Выглянув из-за своего разутого, раздетого «стального коня», боевой его экипаж обнаружил, что сохатый не дожидался их, на месте не стоял. Он брел по речке, жрал траву и по всем видам скоро должен был удалиться в мелкую заостровку, которая кишела мулявой – гальянами. Геологи иной раз забредали туда, поддевали рубахой либо полотенцем муляву – лапшу, варили ее, пытаясь разнообразить пищу и расширить «разблюдовку» – так в отряде просмеивали свое меню. Трава в заостровке росла худая, от мути грязная, мохнатая. Сохатый бросит жировать, подастся на свежье, а то и вымахнет на берег и уйдет «домой» – что ему, большому, свободному, ходи куда хочешь, а ты вот попробуй его сыщи в таком широком месте, в такой захряслой, мусорной тайге, сплошь забитой валежником, веретьем и хламом.

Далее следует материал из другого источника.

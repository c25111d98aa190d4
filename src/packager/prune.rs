//! Exclusion rules applied to the scratch copy before archiving.
//!
//! Pruning is two-phase: the full entry list is snapshotted first, then
//! matching entries are removed from that snapshot. Entries whose ancestor
//! was already removed are skipped.

use super::Resolution;
use super::utils::fs::remove_path;
use crate::error::Result;
use crate::project::IgnoreList;
use std::path::{Path, PathBuf};

/// Why an entry was removed.
#[derive(Debug, Clone, Copy, PartialEq, Eq)]
pub enum PruneReason {
    /// Name starts with `.`
    Hidden,
    /// Directory or `.js` file named after another resolution
    OtherResolution,
    /// Listed in the ignore list
    Ignored,
}

/// An entry removed from the working copy.
#[derive(Debug, Clone, PartialEq, Eq)]
pub struct PrunedEntry {
    /// Path relative to the working root
    pub relative: PathBuf,
    /// Rule that removed it
    pub reason: PruneReason,
}

/// Decides which entries of a working copy are left out of the archive.
#[derive(Debug, Clone, Copy)]
pub struct PruneRules<'a> {
    resolution: Option<Resolution>,
    ignore: &'a IgnoreList,
}

impl<'a> PruneRules<'a> {
    /// Rules for packaging `resolution`; `None` disables the resolution rule.
    pub fn new(resolution: Option<Resolution>, ignore: &'a IgnoreList) -> Self {
        Self { resolution, ignore }
    }

    /// Rule that applies to an entry, if any. First matching rule wins.
    pub fn check(&self, relative: &Path, is_dir: bool) -> Option<PruneReason> {
        let name = relative.file_name()?.to_string_lossy();

        if name.starts_with('.') {
            return Some(PruneReason::Hidden);
        }

        if let Some(active) = self.resolution {
            let off_size = active.others().any(|other| {
                (is_dir && name == other.as_str()) || name == format!("{}.js", other)
            });
            if off_size {
                return Some(PruneReason::OtherResolution);
            }
        }

        if self.ignore.matches(relative) {
            return Some(PruneReason::Ignored);
        }

        None
    }

    /// Removes every matching entry below `working_dir`.
    ///
    /// `working_dir` itself is never removed.
    pub fn apply(&self, working_dir: &Path) -> Result<Vec<PrunedEntry>> {
        // Phase 1: snapshot
        let mut snapshot = Vec::new();
        for entry in walkdir::WalkDir::new(working_dir)
            .min_depth(1)
            .follow_links(false)
            .sort_by_file_name()
        {
            let entry = entry?;
            let relative = entry.path().strip_prefix(working_dir)?.to_path_buf();
            snapshot.push((relative, entry.file_type().is_dir()));
        }

        // Phase 2: remove from the snapshot
        let mut pruned: Vec<PrunedEntry> = Vec::new();
        for (relative, is_dir) in snapshot {
            if pruned
                .iter()
                .any(|p| relative.starts_with(&p.relative))
            {
                continue;
            }

            if let Some(reason) = self.check(&relative, is_dir) {
                let path = working_dir.join(&relative);
                log::debug!("Removing {} ({:?})", path.display(), reason);
                remove_path(&path)?;
                pruned.push(PrunedEntry { relative, reason });
            }
        }

        Ok(pruned)
    }
}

Аким пошел прыжками от дерева к дереву. Петруня за ним, но Аким передвигался бесшумно, заранее уцедившись глазом, куда поставить ногу, Петруня же хотя и пытался быть тише воды, ниже травы, укротить в себе шумы, запереть воздух, не трещать сучками, не раскашляться не мог, не получалось, и все тут. Это уж всегда так, когда изо всех сил стараешься не закашлять, непременно закашляешь и наделаешь шуму. Аким решил погрозить Петруне кулаком, обернулся – и чуть было не подкосились у него ноги – соратник его неузнаваемо преобразился: волосы вздыбились, рожу, черную от мазута, охватило чахоточным жаром, страстью пылало лицо, дожигало глаза, сверкающие беспощадным и в то же время испуганным пламенем. И понял Аким: Петруня хоть и отбывал два раза срок за буйные дела, на самом деле человек робкий, может быть, даже добрый, однако извилистые пути жизни все далее уводили его от добродетели.
Задушенно выбухав кашель в ладони, Петруня вопросительно глянул на связчика и покрался, как ему мнилось, кошачьи осторожно. Однако по мере приближения к цели совершенно перестал владеть чувствами, воспламенялся в себе самом, ноздри его шумно сопели, обсохший рот пикал чем-то – икалось от перенапряжения.